Maricela’s friends held her in affection and quite often in awe. Despite her formidable brainpower her personality was easy and accessible; there was nothing of the intellectual snob about her. She’d cohabitated for the last 3 years with a long time friend named Sarah. Together the two of them had rented the converted loft space.

When Sarah was diagnosed with cancer the prior spring, Maricela put her own social life on hold in order to be there for her friend. That was the reason why she’d been out of the dating pool. It had nothing to do with an unwillingness to engage with other people. On the contrary: a deep commitment to the people she cared about led Maricela to prioritize how she used her time.

Almost every bit of information Chris and Sybil had offered to describe Maricela turned out to be accurate. The only piece of information they’d gotten wrong was her choice of alcohol. Instead of wine, most of the time Maricela drank near beer.

Rick noted all of these things and thought, This woman is someone worth getting to know, no matter where it leads. Surprised, Rick actually asked himself if he’d be willing to just be friends with her if the physical chemistry didn’t pan out. He was even more surprised when the answer to that question was, yes.

“I’m not being coy about bringing you home with me, you know,” she informed him one day; the two were having lunch. “Trust me on this one. In my earlier days we’d already be there! But Sarah’s really sick. She’s going through chemo, and the procedure is quite simply hell. It’s really important right now that we keep the apartment as germ-free and sterile as possible. You understand, right?”

“Sure,” Rick said, and hesitated. “No, actually, I don’t. I doubt if I can even begin to understand. I don’t think I’d know how to handle it if someone I was close to got cancer,” he admitted. “Or if I could be as supportive.”

Maricela turned what he’d said over in her mind and shrugged. “She’s my best friend. I sit with her when she’s awake half the night throwing up because the poisons in the chemotherapy mean she won’t keep anything down for long. The other half the night she can’t stop crying because she knows she’s getting weaker and weaker, and feels sicker and sicker. She’s really terrified that this is it, she’s going to die, and in the end all the chemo and medical attention in the world aren’t going to make a bit of difference. She’s scared maybe she’s putting herself through hell for nothing. And me along with her.

“Next,” continued Maricela relentlessly, “Sarah lost her hair. It was coming out in patches so Sarah had it all shaved off. Then she went through this awful period where her face puffed up. Her skin was reacting to a combination of the drugs, and she couldn’t go out in bright sunlight because of allergic reactions to some of the other meds. And when you’re a friend, all you can really do is just, be there. It’s not your sickness or your pain.

“Trust me. When you see it, you wouldn’t wish it on your worst enemy.

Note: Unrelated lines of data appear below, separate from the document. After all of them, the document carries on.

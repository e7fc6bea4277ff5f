use std::path::Path;

use crate::cli::core::{required_arg, CommandResult, ShellContext};
use crate::cli::io;
use crate::cli::output::{line, section as output_section};
use crate::cli::registry::CommandEntry;

pub(crate) fn definitions() -> Vec<CommandEntry> {
    vec![
        CommandEntry::new("load", "Open a stored ledger", "load <name>", cmd_load),
        CommandEntry::new(
            "save",
            "Save the ledger, optionally under a new name",
            "save [name]",
            cmd_save,
        ),
        CommandEntry::new("import", "Replace entries from a JSON file", "import <path>", cmd_import),
        CommandEntry::new("export", "Write entries to a JSON file", "export <path>", cmd_export),
        CommandEntry::new("backup", "Snapshot the current ledger", "backup [note]", cmd_backup),
        CommandEntry::new("backups", "List backups of the current ledger", "backups", cmd_backups),
        CommandEntry::new(
            "restore",
            "Restore the current ledger from a backup",
            "restore <backup>",
            cmd_restore,
        ),
    ]
}

fn cmd_load(context: &mut ShellContext, args: &[&str]) -> CommandResult {
    let name = required_arg(args, 0, "load <name>")?;
    let metadata = context.manager.load(name)?;
    context.report_warnings(&metadata.warnings);
    context.remember_ledger(name)?;
    io::print_success(format!(
        "Loaded ledger `{}` ({} entries).",
        name, metadata.entries
    ));
    Ok(())
}

fn cmd_save(context: &mut ShellContext, args: &[&str]) -> CommandResult {
    match args.first() {
        Some(name) => {
            context.manager.save_as(name)?;
            context.remember_ledger(name)?;
            io::print_success(format!("Ledger saved as `{}`.", name));
        }
        None => {
            context.manager.save()?;
            io::print_success("Ledger saved.");
        }
    }
    Ok(())
}

fn cmd_import(context: &mut ShellContext, args: &[&str]) -> CommandResult {
    let path = required_arg(args, 0, "import <path>")?;
    let metadata = context.manager.import(Path::new(path))?;
    context.report_warnings(&metadata.warnings);
    io::print_success(format!("Imported {} entries from {}.", metadata.entries, path));
    Ok(())
}

fn cmd_export(context: &mut ShellContext, args: &[&str]) -> CommandResult {
    let path = required_arg(args, 0, "export <path>")?;
    context.manager.export(Path::new(path))?;
    io::print_success(format!("Exported {} entries to {}.", context.manager.entries().len(), path));
    Ok(())
}

fn cmd_backup(context: &mut ShellContext, args: &[&str]) -> CommandResult {
    let note = if args.is_empty() {
        None
    } else {
        Some(args.join(" "))
    };
    let name = context.manager.backup(note.as_deref())?;
    io::print_success(format!("Backup created: {}", name));
    Ok(())
}

fn cmd_backups(context: &mut ShellContext, _args: &[&str]) -> CommandResult {
    let backups = context.manager.list_backups()?;
    if backups.is_empty() {
        io::print_info("No backups yet.");
        return Ok(());
    }
    output_section("Backups");
    for (index, name) in backups.iter().enumerate() {
        line(format!("  {:>2}. {}", index + 1, name));
    }
    Ok(())
}

fn cmd_restore(context: &mut ShellContext, args: &[&str]) -> CommandResult {
    let backup = required_arg(args, 0, "restore <backup>")?;
    let metadata = context.manager.restore(backup)?;
    context.report_warnings(&metadata.warnings);
    io::print_success(format!("Restored {} entries from {}.", metadata.entries, backup));
    Ok(())
}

“The only thing you can do is fetch the bucket, get a cup of herb tea, and offer to do the shopping. Just being there for your friend and not being afraid to do that little extra helps more than anyone imagines. A person with cancer needs you to be normal, because nothing else in their life is any more. Nothing else around them will ever be the same again. I won’t go into the gruesome details about the bouts of depression Sarah endures, but picture your blackest, darkest thoughts. Magnify those by about a thousand and maybe you have some idea of how deep the depression of a person with cancer and on meds is. A cancer patient doesn’t know if it’s her or the heavy-duty medications doing the talking, or thinking, or feeling all those awful things.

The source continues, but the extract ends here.